Saved entries

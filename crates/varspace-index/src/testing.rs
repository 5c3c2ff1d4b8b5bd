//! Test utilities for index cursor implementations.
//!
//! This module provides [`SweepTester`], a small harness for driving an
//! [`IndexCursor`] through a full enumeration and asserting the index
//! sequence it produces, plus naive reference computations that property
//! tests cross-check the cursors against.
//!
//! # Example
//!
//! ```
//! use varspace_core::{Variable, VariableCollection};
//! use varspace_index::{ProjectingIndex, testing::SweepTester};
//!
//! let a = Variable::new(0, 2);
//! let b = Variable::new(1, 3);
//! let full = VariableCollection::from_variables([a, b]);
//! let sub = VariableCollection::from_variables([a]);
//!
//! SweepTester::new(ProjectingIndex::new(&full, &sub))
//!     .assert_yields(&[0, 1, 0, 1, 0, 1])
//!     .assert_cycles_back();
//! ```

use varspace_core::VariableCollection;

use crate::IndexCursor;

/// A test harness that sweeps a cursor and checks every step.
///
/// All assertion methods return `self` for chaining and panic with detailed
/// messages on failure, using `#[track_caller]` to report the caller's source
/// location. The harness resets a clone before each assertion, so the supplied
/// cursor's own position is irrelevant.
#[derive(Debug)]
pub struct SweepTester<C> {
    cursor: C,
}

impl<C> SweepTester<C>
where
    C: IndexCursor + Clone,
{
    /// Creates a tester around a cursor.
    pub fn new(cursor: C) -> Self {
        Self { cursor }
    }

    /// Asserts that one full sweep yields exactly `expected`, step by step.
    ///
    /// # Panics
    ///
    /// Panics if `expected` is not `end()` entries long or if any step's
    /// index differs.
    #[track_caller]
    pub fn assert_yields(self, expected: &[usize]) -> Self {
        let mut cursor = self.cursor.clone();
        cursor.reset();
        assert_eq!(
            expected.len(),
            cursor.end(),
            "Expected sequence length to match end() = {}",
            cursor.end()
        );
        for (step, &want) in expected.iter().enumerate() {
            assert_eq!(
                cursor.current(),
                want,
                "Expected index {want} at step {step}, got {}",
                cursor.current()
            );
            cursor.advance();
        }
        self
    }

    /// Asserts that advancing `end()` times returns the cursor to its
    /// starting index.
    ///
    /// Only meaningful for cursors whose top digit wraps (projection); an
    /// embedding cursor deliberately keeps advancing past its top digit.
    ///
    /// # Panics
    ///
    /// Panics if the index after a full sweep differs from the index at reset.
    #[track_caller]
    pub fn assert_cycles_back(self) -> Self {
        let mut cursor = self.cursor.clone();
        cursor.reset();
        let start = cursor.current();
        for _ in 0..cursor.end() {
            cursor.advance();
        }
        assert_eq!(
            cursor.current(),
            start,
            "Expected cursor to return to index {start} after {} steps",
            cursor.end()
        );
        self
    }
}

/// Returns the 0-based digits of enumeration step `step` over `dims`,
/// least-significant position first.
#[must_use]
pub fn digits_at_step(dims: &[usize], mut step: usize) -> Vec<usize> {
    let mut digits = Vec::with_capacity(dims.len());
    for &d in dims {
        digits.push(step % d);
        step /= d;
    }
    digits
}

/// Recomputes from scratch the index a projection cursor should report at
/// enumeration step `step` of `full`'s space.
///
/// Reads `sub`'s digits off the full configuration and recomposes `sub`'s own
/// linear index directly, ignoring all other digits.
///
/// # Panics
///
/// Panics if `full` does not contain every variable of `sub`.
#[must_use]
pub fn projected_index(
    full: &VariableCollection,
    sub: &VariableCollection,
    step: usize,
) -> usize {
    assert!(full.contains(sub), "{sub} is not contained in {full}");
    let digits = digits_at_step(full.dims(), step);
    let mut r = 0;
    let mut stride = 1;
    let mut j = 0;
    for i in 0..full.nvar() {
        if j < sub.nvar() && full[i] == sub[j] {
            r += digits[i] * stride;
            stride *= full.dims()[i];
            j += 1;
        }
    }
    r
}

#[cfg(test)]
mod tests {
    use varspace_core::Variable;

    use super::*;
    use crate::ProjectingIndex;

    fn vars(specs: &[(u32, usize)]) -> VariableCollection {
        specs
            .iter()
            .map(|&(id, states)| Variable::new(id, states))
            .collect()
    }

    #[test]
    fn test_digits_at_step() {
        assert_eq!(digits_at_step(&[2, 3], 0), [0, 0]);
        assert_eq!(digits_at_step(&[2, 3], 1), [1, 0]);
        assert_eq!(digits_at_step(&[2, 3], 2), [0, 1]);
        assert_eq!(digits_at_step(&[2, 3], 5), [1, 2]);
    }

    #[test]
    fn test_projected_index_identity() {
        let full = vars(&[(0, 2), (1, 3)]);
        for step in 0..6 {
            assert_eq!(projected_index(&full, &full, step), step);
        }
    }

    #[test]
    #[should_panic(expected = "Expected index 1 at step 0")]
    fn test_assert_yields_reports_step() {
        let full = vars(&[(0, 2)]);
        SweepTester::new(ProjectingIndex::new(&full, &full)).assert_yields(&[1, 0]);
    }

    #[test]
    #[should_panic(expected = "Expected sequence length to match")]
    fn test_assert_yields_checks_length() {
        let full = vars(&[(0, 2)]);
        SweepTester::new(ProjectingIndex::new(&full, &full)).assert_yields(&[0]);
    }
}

> [EXERCISE PROMPT]: Once you have read the entries, write them all out again exactly.

> [EXERCISE ANSWER]:
filename crates/varspace-index/src/testing.rs
repository 5c3c2ff1d4b8b5bd
//! Test utilities for index cursor implementations.
//!
//! This module provides [`SweepTester`], a small harness for driving an
//! [`IndexCursor`] through a full enumeration and asserting the index
//! sequence it produces, plus naive reference computations that property
//! tests cross-check the cursors against.
//!
//! # Example
//!
//! ```
//! use varspace_core::{Variable, VariableCollection};
//! use varspace_index::{ProjectingIndex, testing::SweepTester};
//!
//! let a = Variable::new(0, 2);
//! let b = Variable::new(1, 3);
//! let full = VariableCollection::from_variables([a, b]);
//! let sub = VariableCollection::from_variables([a]);
//!
//! SweepTester::new(ProjectingIndex::new(&full, &sub))
//!     .assert_yields(&[0, 1, 0, 1, 0, 1])
//!     .assert_cycles_back();
//! ```

use varspace_core::VariableCollection;

use crate::IndexCursor;

/// A test harness that sweeps a cursor and checks every step.
///
/// All assertion methods return `self` for chaining and panic with detailed
/// messages on failure, using `#[track_caller]` to report the caller's source
/// location. The harness resets a clone before each assertion, so the supplied
/// cursor's own position is irrelevant.
#[derive(Debug)]
pub struct SweepTester<C> {
    cursor: C,
}

impl<C> SweepTester<C>
where
    C: IndexCursor + Clone,
{
    /// Creates a tester around a cursor.
    pub fn new(cursor: C) -> Self {
        Self { cursor }
    }

    /// Asserts that one full sweep yields exactly `expected`, step by step.
    ///
    /// # Panics
    ///
    /// Panics if `expected` is not `end()` entries long or if any step's
    /// index differs.
    #[track_caller]
    pub fn assert_yields(self, expected: &[usize]) -> Self {
        let mut cursor = self.cursor.clone();
        cursor.reset();
        assert_eq!(
            expected.len(),
            cursor.end(),
            "Expected sequence length to match end() = {}",
            cursor.end()
        );
        for (step, &want) in expected.iter().enumerate() {
            assert_eq!(
                cursor.current(),
                want,
                "Expected index {want} at step {step}, got {}",
                cursor.current()
            );
            cursor.advance();
        }
        self
    }

    /// Asserts that advancing `end()` times returns the cursor to its
    /// starting index.
    ///
    /// Only meaningful for cursors whose top digit wraps (projection); an
    /// embedding cursor deliberately keeps advancing past its top digit.
    ///
    /// # Panics
    ///
    /// Panics if the index after a full sweep differs from the index at reset.
    #[track_caller]
    pub fn assert_cycles_back(self) -> Self {
        let mut cursor = self.cursor.clone();
        cursor.reset();
        let start = cursor.current();
        for _ in 0..cursor.end() {
            cursor.advance();
        }
        assert_eq!(
            cursor.current(),
            start,
            "Expected cursor to return to index {start} after {} steps",
            cursor.end()
        );
        self
    }
}

/// Returns the 0-based digits of enumeration step `step` over `dims`,
/// least-significant position first.
#[must_use]
pub fn digits_at_step(dims: &[usize], mut step: usize) -> Vec<usize> {
    let mut digits = Vec::with_capacity(dims.len());
    for &d in dims {
        digits.push(step % d);
        step /= d;
    }
    digits
}

/// Recomputes from scratch the index a projection cursor should report at
/// enumeration step `step` of `full`'s space.
///
/// Reads `sub`'s digits off the full configuration and recomposes `sub`'s own
/// linear index directly, ignoring all other digits.
///
/// # Panics
///
/// Panics if `full` does not contain every variable of `sub`.
#[must_use]
pub fn projected_index(
    full: &VariableCollection,
    sub: &VariableCollection,
    step: usize,
) -> usize {
    assert!(full.contains(sub), "{sub} is not contained in {full}");
    let digits = digits_at_step(full.dims(), step);
    let mut r = 0;
    let mut stride = 1;
    let mut j = 0;
    for i in 0..full.nvar() {
        if j < sub.nvar() && full[i] == sub[j] {
            r += digits[i] * stride;
            stride *= full.dims()[i];
            j += 1;
        }
    }
    r
}

#[cfg(test)]
mod tests {
    use varspace_core::Variable;

    use super::*;
    use crate::ProjectingIndex;

    fn vars(specs: &[(u32, usize)]) -> VariableCollection {
        specs
            .iter()
            .map(|&(id, states)| Variable::new(id, states))
            .collect()
    }

    #[test]
    fn test_digits_at_step() {
        assert_eq!(digits_at_step(&[2, 3], 0), [0, 0]);
        assert_eq!(digits_at_step(&[2, 3], 1), [1, 0]);
        assert_eq!(digits_at_step(&[2, 3], 2), [0, 1]);
        assert_eq!(digits_at_step(&[2, 3], 5), [1, 2]);
    }

    #[test]
    fn test_projected_index_identity() {
        let full = vars(&[(0, 2), (1, 3)]);
        for step in 0..6 {
            assert_eq!(projected_index(&full, &full, step), step);
        }
    }

    #[test]
    #[should_panic(expected = "Expected index 1 at step 0")]
    fn test_assert_yields_reports_step() {
        let full = vars(&[(0, 2)]);
        SweepTester::new(ProjectingIndex::new(&full, &full)).assert_yields(&[1, 0]);
    }

    #[test]
    #[should_panic(expected = "Expected sequence length to match")]
    fn test_assert_yields_checks_length() {
        let full = vars(&[(0, 2)]);
        SweepTester::new(ProjectingIndex::new(&full, &full)).assert_yields(&[0]);
    }
}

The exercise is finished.